The coefficient matrix \(\mathbf A\) is constructed in Python using various methods from the numpy
and scipy
modules. An excerpt from the code that builds the coefficient matrix is shown below.
def buildCoeffMatrix(self):
Ddiag = -4 * np.eye(self.Nx - 1)
Dupper = np.diag([1] * (self.Nx - 2), 1)
Dlower = np.diag([1] * (self.Nx - 2), -1)
D = Bdiag + Bupper + Blower
Ds = [D] * (self.Nx - 1)
A = lin.block_diag(*Ds)
I = np.ones((self.Nx - 1) * (self.Nx - 2))

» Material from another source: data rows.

//! Snapshot persistence contract.
//!
//! A game's snapshots form one linear chain: tick 0 (genesis), 1, 2, ...
//! `commit` only succeeds for `latest + 1`, and writes the state, its
//! events and its command audit together or not at all.
//!
//! Two implementations: [`crate::store::GameStore`] (SQLite) and
//! [`MemorySnapshotStore`] for tests and tooling.

use crate::{
    command::CommandRecord,
    error::{SimError, SimResult},
    event::EventLogEntry,
    game::Game,
    types::{CommandId, GameId, Tick},
    world::WorldState,
};
use parking_lot::RwLock;
use std::collections::BTreeMap;

pub trait SnapshotStore: Send + Sync {
    /// Record a new game together with its sealed genesis snapshot.
    fn register_game(&self, game: &Game, genesis: &WorldState) -> SimResult<()>;

    /// Overwrite the stored game record (status changes).
    fn save_game(&self, game: &Game) -> SimResult<()>;

    fn games(&self) -> SimResult<Vec<Game>>;

    /// Atomically append `state` to its game's chain, with the audit
    /// records of the commands resolved into it.
    ///
    /// Fails with `SequenceConflict` unless `state.tick == latest + 1`.
    fn commit(&self, state: &WorldState, records: &[CommandRecord]) -> SimResult<()>;

    fn read(&self, game_id: &str, tick: Tick) -> SimResult<Option<WorldState>>;

    fn read_latest(&self, game_id: &str) -> SimResult<Option<WorldState>>;

    fn latest_tick(&self, game_id: &str) -> SimResult<Option<Tick>>;

    /// Audit records written outside a commit (intake rejections,
    /// withdrawals).
    fn append_audit(&self, records: &[CommandRecord]) -> SimResult<()>;

    /// Every audit record filed under `tick`, ordered by command id.
    fn audit_for_tick(&self, game_id: &str, tick: Tick) -> SimResult<Vec<CommandRecord>>;

    /// Every audit record of the game, by tick then command id.
    fn command_log(&self, game_id: &str) -> SimResult<Vec<CommandRecord>>;

    fn events_for_tick(&self, game_id: &str, tick: Tick) -> SimResult<Vec<EventLogEntry>>;

    /// (tick, content_hash) of every stored snapshot, genesis first.
    fn chain(&self, game_id: &str) -> SimResult<Vec<(Tick, String)>>;

    /// Highest command id ever audited for the game, 0 if none.
    fn max_command_id(&self, game_id: &str) -> SimResult<CommandId>;
}

/// Reject states whose content no longer matches their hash.
pub fn verified(state: WorldState) -> SimResult<WorldState> {
    if state.verify_hash()? {
        Ok(state)
    } else {
        Err(SimError::IntegrityViolation {
            game_id: state.game_id.clone(),
            tick: state.tick,
        })
    }
}

/// Event log rows for a sealed state.
pub fn event_entries(state: &WorldState) -> SimResult<Vec<EventLogEntry>> {
    state
        .events
        .iter()
        .map(|e| {
            Ok(EventLogEntry {
                id: None,
                game_id: state.game_id.clone(),
                tick: e.tick,
                seq: e.seq,
                source: e.source.clone(),
                event_type: e.event.type_name().to_string(),
                payload: serde_json::to_string(&e.event)?,
            })
        })
        .collect()
}

#[derive(Debug, Default)]
struct Chain {
    game: Option<Game>,
    states: Vec<WorldState>,
    audit: BTreeMap<(Tick, CommandId), CommandRecord>,
}

/// In-process store. States are kept whole; nothing is serialized.
#[derive(Debug, Default)]
pub struct MemorySnapshotStore {
    chains: RwLock<BTreeMap<GameId, Chain>>,
}

impl MemorySnapshotStore {
    pub fn new() -> Self {
        Self::default()
    }
}

impl SnapshotStore for MemorySnapshotStore {
    fn register_game(&self, game: &Game, genesis: &WorldState) -> SimResult<()> {
        let mut chains = self.chains.write();
        if chains.contains_key(&game.game_id) {
            return Err(SimError::GameExists(game.game_id.clone()));
        }
        if genesis.tick != 0 {
            return Err(SimError::SequenceConflict {
                game_id: game.game_id.clone(),
                expected: 0,
                actual: genesis.tick,
            });
        }
        chains.insert(
            game.game_id.clone(),
            Chain {
                game: Some(game.clone()),
                states: vec![genesis.clone()],
                audit: BTreeMap::new(),
            },
        );
        Ok(())
    }

    fn save_game(&self, game: &Game) -> SimResult<()> {
        let mut chains = self.chains.write();
        let chain = chains
            .get_mut(&game.game_id)
            .ok_or_else(|| SimError::UnknownGame(game.game_id.clone()))?;
        chain.game = Some(game.clone());
        Ok(())
    }

    fn games(&self) -> SimResult<Vec<Game>> {
        Ok(self.chains.read().values().filter_map(|c| c.game.clone()).collect())
    }

    fn commit(&self, state: &WorldState, records: &[CommandRecord]) -> SimResult<()> {
        let mut chains = self.chains.write();
        let chain = chains
            .get_mut(&state.game_id)
            .ok_or_else(|| SimError::UnknownGame(state.game_id.clone()))?;
        let latest = chain.states.last().map_or(0, |s| s.tick);
        if state.tick != latest + 1 {
            return Err(SimError::SequenceConflict {
                game_id: state.game_id.clone(),
                expected: latest + 1,
                actual: state.tick,
            });
        }
        chain.states.push(state.clone());
        for record in records {
            chain
                .audit
                .insert((record.tick, record.command.command_id), record.clone());
        }
        Ok(())
    }

    fn read(&self, game_id: &str, tick: Tick) -> SimResult<Option<WorldState>> {
        let state = self
            .chains
            .read()
            .get(game_id)
            .and_then(|c| c.states.get(usize::try_from(tick).ok()?).cloned());
        state.map(verified).transpose()
    }

    fn read_latest(&self, game_id: &str) -> SimResult<Option<WorldState>> {
        let state = self
            .chains
            .read()
            .get(game_id)
            .and_then(|c| c.states.last().cloned());
        state.map(verified).transpose()
    }

    fn latest_tick(&self, game_id: &str) -> SimResult<Option<Tick>> {
        Ok(self
            .chains
            .read()
            .get(game_id)
            .and_then(|c| c.states.last().map(|s| s.tick)))
    }

    fn append_audit(&self, records: &[CommandRecord]) -> SimResult<()> {
        let mut chains = self.chains.write();
        for record in records {
            let chain = chains
                .get_mut(&record.command.game_id)
                .ok_or_else(|| SimError::UnknownGame(record.command.game_id.clone()))?;
            chain
                .audit
                .insert((record.tick, record.command.command_id), record.clone());
        }
        Ok(())
    }

    fn audit_for_tick(&self, game_id: &str, tick: Tick) -> SimResult<Vec<CommandRecord>> {
        Ok(self
            .chains
            .read()
            .get(game_id)
            .map(|c| {
                c.audit
                    .range((tick, 0)..=(tick, CommandId::MAX))
                    .map(|(_, r)| r.clone())
                    .collect()
            })
            .unwrap_or_default())
    }

    fn command_log(&self, game_id: &str) -> SimResult<Vec<CommandRecord>> {
        Ok(self
            .chains
            .read()
            .get(game_id)
            .map(|c| c.audit.values().cloned().collect())
            .unwrap_or_default())
    }

    fn chain(&self, game_id: &str) -> SimResult<Vec<(Tick, String)>> {
        Ok(self
            .chains
            .read()
            .get(game_id)
            .map(|c| c.states.iter().map(|s| (s.tick, s.content_hash.clone())).collect())
            .unwrap_or_default())
    }

    fn events_for_tick(&self, game_id: &str, tick: Tick) -> SimResult<Vec<EventLogEntry>> {
        match self.read(game_id, tick)? {
            Some(state) => event_entries(&state),
            None => Ok(Vec::new()),
        }
    }

    fn max_command_id(&self, game_id: &str) -> SimResult<CommandId> {
        Ok(self
            .chains
            .read()
            .get(game_id)
            .and_then(|c| c.audit.keys().map(|(_, id)| *id).max())
            .unwrap_or(0))
    }
}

Iupper = np.diag(I, self.Nx - 1)
Ilower = np.diag(I, -self.Nx + 1)
A += Iupper + Ilower
return A
The right hand side vector is constructed similarly.
def buildRHSVector(self):
b = np.zeros((self.Nx - 1)**2)
b[-self.Nx+1:] = -self.h_top
return b
The final linear system is solved using the linalg
linear algebra module from scipy
.
def solveLinearSystem(self, A, b):
h = lin.solve(A, b)
h = h.reshape((self.Nx - 1, self.Ny - 1))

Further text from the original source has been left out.